Cool heads prevail in road rage incident
Jason Pollard, a quick thinking operator for Connecticut Transit (CTTRANSIT), Hartford, CT, and a team of supervisors faced a bizarre scene an agency could never anticipate. Deadheading an empty bus to his route start one early morning in late January, Pollard encountered a man and a woman in the breakdown lane running toward him. As she approached, he realized the woman was trying to escape a frenzied attacker.
“I could tell immediately the expression on her face was not like she had just run out of gas,” says Pollard. “I felt if I did not stop something bad would happen.”
He immediately intervened to remove her from harm’s way as her attacker raged on, attempting to ram two separate vehicles into Pollard’s bus.
Pollard says the combination of comprehensive driver training and his own natural instincts just kicked in and allowed him to take control of this surreal situation.
Left: Jason Pollard proved himself unflappable under pressure when he seized the moment in a bizarre series of events.
He stopped to let the distressed woman on as the man she said had abducted her ran toward the bus. Pollard took off, watching in the rearview mirror as he radioed Hartford Operations with his situation and location. He then saw a black vehicle pull up on his left-hand side, race across the highway and stop on the off-ramp to prevent Pollard from exiting.
“I realized this was the woman’s assailant coming after both of us,” he says. “Now we were both in extreme danger.”
The vehicle sped ahead and a few moments later Pollard saw headlights coming back down the interstate directly toward him. He tried to veer out of the way, but the car clipped the front left corner of the bus bumper, spun out of control and ended up in a ditch on the left side of the road. The goon had stolen the car of another good samaritan who had stopped to offer assistance.
Pollard continued to calmly report the events to supervisor Ramonda Tutson back at dispatch and tried to keep the woman on the bus as calm as possible. Tutson instructed Pollard to proceed to Exit 69 where the state police would be waiting.
Not about to give up the chase, the assailant resumed his pursuit, passing the bus on the right-hand side and speeding ahead.
He pulled the car to the left side of the highway just over a hill, made a U-turn and again headed back toward the oncoming bus.
“When I saw those headlights coming at me one more time, I realized this chase was not over,” says Pollard. “All I could do was pull into the breakdown lane to get out of his way.” Pollard says the assailant swerved to avoid a pickup truck, luckily missing him, but crashed into the tractor-trailer traveling directly behind the bus.
At that point, Pollard was able to exit the highway safely and connect with the state police.

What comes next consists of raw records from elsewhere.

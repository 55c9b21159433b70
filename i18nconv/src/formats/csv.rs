//! Support for the multi-language CSV table.
//!
//! The first line is a header whose first column labels the keys and whose
//! remaining columns name one language each. Every other line holds a key
//! followed by its translations in header order.
//!
//! Fields are split on every comma. Quotes carry no meaning and nothing is
//! escaped on output, so a comma inside a value shifts the columns after it.
use std::{io::BufRead, path::Path};

use csv::{QuoteStyle, ReaderBuilder, StringRecord, Terminator, WriterBuilder};
use tracing::warn;

use crate::{error::Error, formats::read_decoded, traits::Parser};

/// Label of the first header column.
pub const KEY_COLUMN: &str = "Key";

/// One data row of the table.
#[derive(Debug, Clone, PartialEq, Eq)]
pub struct Record {
    pub key: String,
    pub values: Vec<String>,
}

impl Record {
    pub fn new(key: impl Into<String>, values: Vec<String>) -> Self {
        Self {
            key: key.into(),
            values,
        }
    }

    fn from_fields(fields: &StringRecord) -> Self {
        let mut fields = fields.iter();
        let key = fields.next().unwrap_or_default().to_string();
        Self {
            key,
            values: fields.map(str::to_string).collect(),
        }
    }
}

/// A parsed CSV table.
#[derive(Debug, Clone, PartialEq, Eq, Default)]
pub struct Format {
    /// Language columns in header order.
    pub languages: Vec<String>,
    /// Data rows in file order, duplicates included.
    pub records: Vec<Record>,
}

impl Format {
    pub fn new(languages: Vec<String>) -> Self {
        Self {
            languages,
            records: Vec::new(),
        }
    }

    pub fn add_record(&mut self, record: Record) {
        self.records.push(record);
    }

    /// Records whose value count differs from the number of languages.
    pub fn ragged_records(&self) -> impl Iterator<Item = &Record> {
        self.records
            .iter()
            .filter(|record| record.values.len() != self.languages.len())
    }
}

impl Parser for Format {
    fn from_reader<R: BufRead>(reader: R) -> Result<Self, Error> {
        let mut rdr = ReaderBuilder::new()
            .has_headers(false)
            .flexible(true)
            .quoting(false)
            .from_reader(reader);

        let mut lines = rdr.records();

        let header = match lines.next() {
            Some(header) => header.map_err(Error::CsvParse)?,
            None => return Err(Error::malformed_table("missing header row")),
        };
        let languages: Vec<String> = header.iter().skip(1).map(str::to_string).collect();
        if languages.is_empty() {
            return Err(Error::malformed_table(
                "header row has no language columns",
            ));
        }

        let mut format = Format::new(languages);
        for line in lines {
            let line = line.map_err(Error::CsvParse)?;
            format.add_record(Record::from_fields(&line));
        }

        for record in format.ragged_records() {
            warn!(
                key = %record.key,
                values = record.values.len(),
                languages = format.languages.len(),
                "row does not match the header width"
            );
        }

        Ok(format)
    }

    fn to_writer<W: std::io::Write>(&self, writer: W) -> Result<(), Error> {
        let mut wtr = WriterBuilder::new()
            .flexible(true)
            .quote_style(QuoteStyle::Never)
            .terminator(Terminator::Any(b'\n'))
            .from_writer(writer);

        let mut header = vec![KEY_COLUMN];
        header.extend(self.languages.iter().map(String::as_str));
        wtr.write_record(&header).map_err(Error::CsvParse)?;

        for record in &self.records {
            let mut row = vec![record.key.as_str()];
            row.extend(record.values.iter().map(String::as_str));
            wtr.write_record(&row).map_err(Error::CsvParse)?;
        }

        wtr.flush().map_err(Error::Io)?;
        Ok(())
    }

    /// Override default file reading to strip a byte order mark before the
    /// header is split.
    fn read_from<P: AsRef<Path>>(path: P) -> Result<Self, Error>
    where
        Self: Sized,
    {
        let decoded = read_decoded(path)?;
        Self::from_str(&decoded)
    }
}
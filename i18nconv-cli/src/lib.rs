//! CLI library for testing purposes

pub mod args;
pub mod logging;

pub use args::{Args, USAGE};
pub use i18nconv::Config;
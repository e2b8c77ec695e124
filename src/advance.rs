use std::cmp::Reverse;

use crate::{
    callback::ExecutionScope,
    error::ClockError,
    handle::ClockHandle,
    inner::ClockInner,
    registry::{Registry, SharedCallback, TimerId, TimerKind},
};

/// One firing of a timer collected for the current advance.
#[derive(Debug, Clone, Copy, PartialEq, Eq)]
struct DueInstance {
    at_ms: u64,
    interval_ms: u64,
    id: TimerId,
    kind: TimerKind,
}

impl DueInstance {
    // Due instant ASC, interval length DESC, registration order ASC.
    fn sort_key(&self) -> (u64, Reverse<u64>, TimerId) {
        (self.at_ms, Reverse(self.interval_ms), self.id)
    }
}

/// Queue every firing that falls inside `(start_ms, end_ms]`.
///
/// Repeating entries have their `last_run_at` moved forward as instances are
/// queued, so a later collection within the same advance never queues the
/// same firing twice. One-shots are re-queued on every collection until they
/// run; the presence check at execution time drops the duplicates.
fn collect<C>(
    registry: &mut Registry<C>,
    start_ms: u64,
    end_ms: u64,
    queue: &mut Vec<DueInstance>,
) {
    for entry in registry.all_mut() {
        let (id, interval_ms, kind) = (entry.id, entry.interval_ms, entry.kind);
        let mut push = |at_ms| {
            queue.push(DueInstance {
                at_ms,
                interval_ms,
                id,
                kind,
            })
        };

        if !entry.is_repeating() {
            if entry.first_run_at <= end_ms {
                push(entry.first_run_at);
            }
            continue;
        }

        if entry.last_run_at.is_none()
            && entry.first_run_at > start_ms
            && entry.first_run_at <= end_ms
        {
            entry.last_run_at = Some(entry.first_run_at);
            push(entry.first_run_at);
        }
        let mut base = entry.last_run_at.unwrap_or(entry.first_run_at);
        while let Some(next) = base
            .checked_add(entry.interval_ms)
            .filter(|next| *next <= end_ms)
        {
            entry.last_run_at = Some(next);
            push(next);
            base = next;
        }
    }
}

/// Releases the executing phase however the callback exits.
///
/// When unwinding from a panic the one-shot that was running is dropped as
/// well, so it does not fire again on the next advance.
struct ExecutionGuard<'a, C> {
    inner: &'a ClockInner<C>,
    generation: u64,
    instance: DueInstance,
    armed: bool,
}

impl<'a, C> ExecutionGuard<'a, C> {
    fn enter(inner: &'a ClockInner<C>, generation: u64, instance: DueInstance) -> Self {
        inner.core.lock().state.begin_execution(instance.at_ms);
        Self {
            inner,
            generation,
            instance,
            armed: true,
        }
    }

    /// Returns whether the callback scheduled or cancelled anything.
    fn finish(mut self) -> bool {
        self.armed = false;
        self.inner.core.lock().state.end_execution()
    }
}

impl<C> Drop for ExecutionGuard<'_, C> {
    fn drop(&mut self) {
        if !self.armed {
            return;
        }
        let mut core = self.inner.core.lock();
        core.state.end_execution();
        if core.state.generation == self.generation && self.instance.kind == TimerKind::Once {
            core.registry.remove(self.instance.id);
        }
    }
}

enum Step {
    Continue,
    Restart,
    Stop,
}

#[cfg_attr(
    feature = "instrument",
    tracing::instrument(name = "sim_timers.advance", skip(clock), err)
)]
pub(crate) fn advance<C>(clock: &ClockHandle<C>, delta_ms: u64) -> Result<u64, ClockError>
where
    C: Send + Sync + 'static,
{
    let inner = &*clock.inner;
    let (start_ms, end_ms, generation) = {
        let mut core = inner.core.lock();
        if let Some(at_ms) = core.state.executing_at() {
            if delta_ms == 0 {
                return Ok(at_ms);
            }
            return Err(ClockError::NestedAdvance { at_ms });
        }
        let start_ms = core.state.advanced_ms;
        let end_ms = start_ms.checked_add(delta_ms).ok_or_else(|| {
            ClockError::invalid_argument("advancing would overflow the simulated clock")
        })?;
        core.state.advanced_ms = end_ms;
        (start_ms, end_ms, core.state.generation)
    };
    tracing::debug!(start_ms, end_ms, "advancing simulated clock");

    let mut queue = Vec::new();
    let mut cycles: u32 = 0;
    let mut executed: usize = 0;
    // Restarts since simulated execution time last moved forward.
    let mut stalled: u32 = 0;
    let mut stalled_at: Option<u64> = None;

    'cycles: loop {
        if let Some(max) = inner.config.max_cycles_per_advance {
            if stalled >= max {
                tracing::warn!(
                    cycles = stalled,
                    at_ms = stalled_at,
                    "advance kept restarting at one instant, giving up"
                );
                return Err(ClockError::RunawayAdvance { cycles: stalled });
            }
        }
        cycles = cycles.saturating_add(1);
        stalled += 1;

        let added = {
            let mut core = inner.core.lock();
            if core.state.generation != generation {
                break 'cycles;
            }
            let queued = queue.len();
            collect(&mut core.registry, start_ms, end_ms, &mut queue);
            queue.len() > queued
        };
        if added {
            // Sorted latest first so that `pop` yields the next instance to run.
            queue.sort_unstable_by_key(|instance| Reverse(instance.sort_key()));
        }

        while let Some(instance) = queue.pop() {
            match execute(clock, generation, instance)? {
                Step::Continue => executed += 1,
                Step::Restart => {
                    executed += 1;
                    if stalled_at.is_none_or(|at| instance.at_ms > at) {
                        stalled_at = Some(instance.at_ms);
                        stalled = 0;
                    }
                    tracing::trace!(at_ms = instance.at_ms, "batch interrupted, re-collecting");
                    continue 'cycles;
                }
                Step::Stop => break 'cycles,
            }
        }
        break;
    }

    let offset = inner.core.lock().state.effective_offset();
    tracing::debug!(offset, cycles, executed, "advance complete");
    Ok(offset)
}

fn execute<C>(
    clock: &ClockHandle<C>,
    generation: u64,
    instance: DueInstance,
) -> Result<Step, ClockError>
where
    C: Send + Sync + 'static,
{
    let inner = &*clock.inner;
    let callback: SharedCallback<C> = {
        let core = inner.core.lock();
        if core.state.generation != generation {
            return Ok(Step::Stop);
        }
        match core.registry.get(instance.id) {
            Some(entry) => entry.callback.clone(),
            // Cancelled earlier in this batch, possibly by itself.
            None => return Ok(Step::Continue),
        }
    };

    tracing::trace!(id = %instance.id, at_ms = instance.at_ms, "executing timer");
    let scope = ExecutionScope {
        clock,
        id: instance.id,
        at_ms: instance.at_ms,
    };
    let guard = ExecutionGuard::enter(inner, generation, instance);
    let result = callback.lock().call(&scope);
    let interrupted = guard.finish();

    let was_reset = {
        let mut core = inner.core.lock();
        let was_reset = core.state.generation != generation;
        if !was_reset && instance.kind == TimerKind::Once {
            core.registry.remove(instance.id);
        }
        was_reset
    };

    if let Err(source) = result {
        tracing::warn!(
            id = %instance.id,
            at_ms = instance.at_ms,
            "timer callback failed, abandoning batch"
        );
        return Err(ClockError::Callback {
            id: instance.id,
            at_ms: instance.at_ms,
            source,
        });
    }

    Ok(if was_reset {
        tracing::debug!("clock reset from within a callback, stopping advance");
        Step::Stop
    } else if interrupted {
        Step::Restart
    } else {
        Step::Continue
    })
}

Troopers took the woman for medical observation.
The assailant survived his crash, but before officers could take him into custody, they first had to extricate him from the stolen car wedged underneath the tractor-trailer.
CTTRANSIT general manager David A. Lee and the entire community commended Pollard on his split-second decision-making and calm demeanor that allowed him to keep a clear head and focus on what he needed to do to reach safety. In fact, Lee created a special General Manager’s Award to honor Pollard, who he says did everything right in a very short period of time.
“This entire sequence of events only lasted nine minutes in real time,” says Pollard. “But it felt like hours.” Lee says Pollard probably saved the woman’s life. Pollard says he was simply doing his job.